Identification of candidate regulators of transposable element (TE) expression from host gene/TE coexpression
Authors: Matthew Lawlor; Weihuan Cao; Christopher Ellison
Affiliation: Rutgers University
Keywords: m. computational models; n. other (transposable elements)
The small RNA pathways involved in Drosophila transposable element (TE) control are widely studied, but the role of host transcription factors in regulating TE expression is not well understood. Prior studies show that related TE families show similar expression patterns and tissue specificity. Furthermore, many TEs show expression patterns biased to specific cell types, likely due to regulation by host-encoded trans-acting factors. We reasoned that TE expression should be associated with natural variation in expression of such host-encoded factors across genetic backgrounds in wild populations of Drosophila. To test this hypothesis, we quantified host gene and TE expression in a previously published RNA-seq study of gene expression in 200 Drosophila Genetic Reference Panel strains.

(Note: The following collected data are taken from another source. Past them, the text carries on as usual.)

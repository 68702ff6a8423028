use axum::{
    Extension, Json,
    extract::{Path, Query, State},
    http::StatusCode,
    response::IntoResponse,
};
use serde::Deserialize;

use parley_support::{AuthContext, SupportError};
use parley_types::api::{
    ConversationList, EscalateRequest, EscalateResponse, SendMessageRequest,
    StatusOverrideRequest,
};
use parley_types::models::ConversationStatus;

use crate::conversations::transition_response;
use crate::error::ApiResult;
use crate::state::AppState;

#[derive(Debug, Deserialize)]
pub struct ListQuery {
    pub status: Option<String>,
    pub limit: Option<u32>,
}

pub async fn list_conversations(
    State(state): State<AppState>,
    Query(query): Query<ListQuery>,
    Extension(auth): Extension<AuthContext>,
) -> ApiResult<impl IntoResponse> {
    let status = match query.status.as_deref().map(str::trim).filter(|s| !s.is_empty()) {
        Some(raw) => Some(
            raw.parse::<ConversationStatus>()
                .map_err(|e| SupportError::invalid_input(e.to_string()))?,
        ),
        None => None,
    };

    let conversations = state.conversations.list(&auth, status, query.limit).await?;
    Ok(Json(ConversationList {
        conversations,
        status,
    }))
}

pub async fn takeover(
    State(state): State<AppState>,
    Path(id): Path<String>,
    Extension(auth): Extension<AuthContext>,
) -> ApiResult<impl IntoResponse> {
    let transition = state.conversations.takeover(&auth, &id).await?;
    Ok(Json(transition_response(transition)))
}

pub async fn close(
    State(state): State<AppState>,
    Path(id): Path<String>,
    Extension(auth): Extension<AuthContext>,
) -> ApiResult<impl IntoResponse> {
    let transition = state.conversations.close(&auth, &id).await?;
    Ok(Json(transition_response(transition)))
}

pub async fn override_status(
    State(state): State<AppState>,
    Path(id): Path<String>,
    Extension(auth): Extension<AuthContext>,
    Json(req): Json<StatusOverrideRequest>,
) -> ApiResult<impl IntoResponse> {
    let transition = state
        .conversations
        .override_status(&auth, &id, &req.status, req.message)
        .await?;
    Ok(Json(transition_response(transition)))
}

pub async fn send_message(
    State(state): State<AppState>,
    Path(id): Path<String>,
    Extension(auth): Extension<AuthContext>,
    Json(req): Json<SendMessageRequest>,
) -> ApiResult<impl IntoResponse> {
    let message = state
        .conversations
        .post_admin_message(&auth, &id, &req.content)
        .await?;
    Ok((StatusCode::CREATED, Json(message)))
}

pub async fn escalate(
    State(state): State<AppState>,
    Path(id): Path<String>,
    Extension(auth): Extension<AuthContext>,
    Json(req): Json<EscalateRequest>,
) -> ApiResult<impl IntoResponse> {
    let escalation = state.escalations.escalate(&auth, &id, req).await?;
    Ok((
        StatusCode::CREATED,
        Json(EscalateResponse {
            ticket: escalation.ticket,
            copied_messages: escalation.copied_messages,
        }),
    ))
}
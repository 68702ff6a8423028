use std::sync::Arc;

use serde::{Deserialize, Serialize};
use tracing::info;
use uuid::Uuid;

use parley_db::models::{AuditEntry, NewLead};
use parley_types::api::CreateLeadRequest;
use parley_types::models::Lead;

use crate::SupportContext;
use crate::auth::AuthContext;
use crate::conversation::validate_email;
use crate::error::{SupportError, SupportResult};
use crate::llm::{ChatTurn, CompletionRequest};
use crate::rate_limit::RateLimiter;
use crate::storage::blocking;
use crate::tasks::spawn_detached;

const DEFAULT_SOURCE: &str = "website";

/// One exported row. Field order is the CSV column order.
#[derive(Debug, Clone, PartialEq, Serialize, Deserialize)]
pub struct LeadRecord {
    pub id: String,
    pub created_at: String,
    pub name: String,
    pub email: String,
    pub company: String,
    pub phone: String,
    pub source: String,
    pub message: String,
    pub enrichment: String,
}

impl From<&Lead> for LeadRecord {
    fn from(lead: &Lead) -> Self {
        Self {
            id: lead.id.clone(),
            created_at: lead.created_at.to_rfc3339(),
            name: lead.name.clone(),
            email: lead.email.clone(),
            company: lead.company.clone().unwrap_or_default(),
            phone: lead.phone.clone().unwrap_or_default(),
            source: lead.source.clone(),
            message: lead.message.clone().unwrap_or_default(),
            enrichment: lead.enrichment.clone().unwrap_or_default(),
        }
    }
}

pub fn write_csv(records: &[LeadRecord]) -> SupportResult<String> {
    let mut writer = csv::Writer::from_writer(Vec::new());
    for record in records {
        writer
            .serialize(record)
            .map_err(|e| SupportError::Storage(e.into()))?;
    }
    let bytes = writer
        .into_inner()
        .map_err(|e| SupportError::Storage(anyhow::anyhow!("csv flush failed: {}", e)))?;
    String::from_utf8(bytes).map_err(|e| SupportError::Storage(e.into()))
}

pub fn read_csv(data: &str) -> SupportResult<Vec<LeadRecord>> {
    csv::Reader::from_reader(data.as_bytes())
        .deserialize()
        .collect::<Result<Vec<LeadRecord>, _>>()
        .map_err(|e| SupportError::invalid_input(format!("bad csv: {}", e)))
}

pub struct LeadService {
    ctx: SupportContext,
    capture_limiter: Arc<RateLimiter>,
    enrich_limiter: Arc<RateLimiter>,
}

impl LeadService {
    pub fn new(
        ctx: SupportContext,
        capture_limiter: Arc<RateLimiter>,
        enrich_limiter: Arc<RateLimiter>,
    ) -> Self {
        Self {
            ctx,
            capture_limiter,
            enrich_limiter,
        }
    }

    pub async fn capture(
        &self,
        auth: &AuthContext,
        peer: &str,
        req: CreateLeadRequest,
    ) -> SupportResult<Lead> {
        self.capture_limiter.check(&auth.rate_key(peer), 1.0)?;

        let name = req.name.trim().to_string();
        if name.is_empty() {
            return Err(SupportError::invalid_input("name is required"));
        }
        let email = req.email.trim().to_lowercase();
        validate_email(&email)?;

        let non_empty = |v: Option<String>| v.map(|s| s.trim().to_string()).filter(|s| !s.is_empty());
        let new = NewLead {
            id: Uuid::new_v4().to_string(),
            name,
            email,
            company: non_empty(req.company),
            phone: non_empty(req.phone),
            message: non_empty(req.message),
            source: non_empty(req.source).unwrap_or_else(|| DEFAULT_SOURCE.to_string()),
        };

        let lead = blocking(&self.ctx.db, move |db| db.insert_lead(&new)).await?;
        info!(lead = %lead.id, source = %lead.source, "lead captured");
        Ok(lead)
    }

    pub async fn export_csv(&self, auth: &AuthContext) -> SupportResult<String> {
        auth.require_admin()?;
        let leads = blocking(&self.ctx.db, |db| db.list_leads()).await?;
        let records: Vec<LeadRecord> = leads.iter().map(LeadRecord::from).collect();
        write_csv(&records)
    }

    /// Ask the model for a short company profile and store it on the lead.
    /// Limited per lead email; every attempt is audited on a best-effort
    /// basis.
    pub async fn enrich(&self, auth: &AuthContext, lead_id: &str) -> SupportResult<Lead> {
        let admin_id = auth.require_admin()?.to_string();

        let id = lead_id.to_string();
        let lead = blocking(&self.ctx.db, move |db| db.get_lead(&id))
            .await?
            .ok_or(SupportError::NotFound("lead"))?;
        let subject_key = format!("lead:{}", lead.email);

        if let Err(e) = self.enrich_limiter.check(&subject_key, 1.0) {
            self.audit(&subject_key, &admin_id, "rate_limited");
            return Err(e);
        }

        let profile = match self.ctx.model.complete(enrichment_prompt(&lead)).await {
            Ok(text) if !text.trim().is_empty() => text.trim().to_string(),
            Ok(_) => {
                self.audit(&subject_key, &admin_id, "empty");
                return Err(SupportError::Upstream("model returned an empty profile".into()));
            }
            Err(e) => {
                self.audit(&subject_key, &admin_id, "failed");
                return Err(e);
            }
        };

        let id = lead.id.clone();
        let stored = profile.clone();
        blocking(&self.ctx.db, move |db| db.set_lead_enrichment(&id, &stored)).await?;
        self.audit(&subject_key, &admin_id, "ok");

        info!(lead = %lead.id, "lead enriched");
        Ok(Lead {
            enrichment: Some(profile),
            ..lead
        })
    }

    fn audit(&self, subject_key: &str, actor: &str, outcome: &str) {
        let entry = AuditEntry {
            id: Uuid::new_v4().to_string(),
            subject_key: subject_key.to_string(),
            action: "lead_enrichment".to_string(),
            actor: actor.to_string(),
            outcome: outcome.to_string(),
        };
        let db = self.ctx.db.clone();
        spawn_detached("ai-audit", async move {
            blocking(&db, move |db| db.insert_ai_audit(&entry)).await
        });
    }
}

fn enrichment_prompt(lead: &Lead) -> CompletionRequest {
    let mut facts = format!("Name: {}\nEmail: {}", lead.name, lead.email);
    if let Some(company) = &lead.company {
        facts.push_str(&format!("\nCompany: {}", company));
    }
    if let Some(message) = &lead.message {
        facts.push_str(&format!("\nMessage: {}", message));
    }

    CompletionRequest {
        turns: vec![
            ChatTurn::system(
                "You qualify inbound sales leads. In at most three sentences, describe \
                 the likely company, its size and what the lead probably needs. Say so \
                 if you are unsure.",
            ),
            ChatTurn::user(facts),
        ],
        max_tokens: 200,
    }
}

#[cfg(test)]
mod tests {
    use super::*;

    fn record(i: usize, message: &str) -> LeadRecord {
        LeadRecord {
            id: format!("l-{i}"),
            created_at: "2026-03-01T10:00:00.000Z".into(),
            name: format!("Lead {i}"),
            email: format!("lead{i}@example.com"),
            company: "Acme, Inc.".into(),
            phone: String::new(),
            source: "contact-form".into(),
            message: message.into(),
            enrichment: String::new(),
        }
    }

    #[test]
    fn csv_round_trips_awkward_fields() {
        let records = vec![
            record(0, "plain"),
            record(1, "commas, everywhere, here"),
            record(2, r#"she said "hello" twice"#),
            record(3, "line one\nline two\r\nline three"),
            record(4, ""),
        ];

        let csv = write_csv(&records).unwrap();
        assert!(csv.starts_with("id,created_at,name,email,company,phone,source,message,enrichment\n"));
        assert_eq!(read_csv(&csv).unwrap(), records);
    }

    #[test]
    fn empty_export_is_just_nothing() {
        assert_eq!(write_csv(&[]).unwrap(), "");
        assert!(read_csv("").unwrap().is_empty());
    }
}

We employed linear models to identify significant associations between TE expression and host genes while accounting for confounding factors such as TE copy number and intronic insertions. We additionally correct for a systematic bias affecting highly expressed genes. Our approach identifies 34 previously reported piRNA pathway genes which show negative associations with three or more TEs. We additionally identify 32 transcription factors and cofactors (including seven unnamed genes) showing exclusively positive associations with three or more TEs in both sexes. Another 31 transcription factors and cofactors (including three unnamed genes) are negatively associated with TE expression. For 11 of these 63 candidates, we were able to confirm their effect on TE expression using publicly available RNA-seq after RNAi knockdown in S2R+ cells. We are in the process of performing in-vivo, tissue-specific RNAi knockdowns of additional candidates. These novel TE regulators will shed light on many aspects of host/TE co-evolution including mechanisms by which TEs co-opt host transcription factors to mobilize in the germline as well as both antagonistic and synergistic interactions between host gene regulatory networks and TE expression.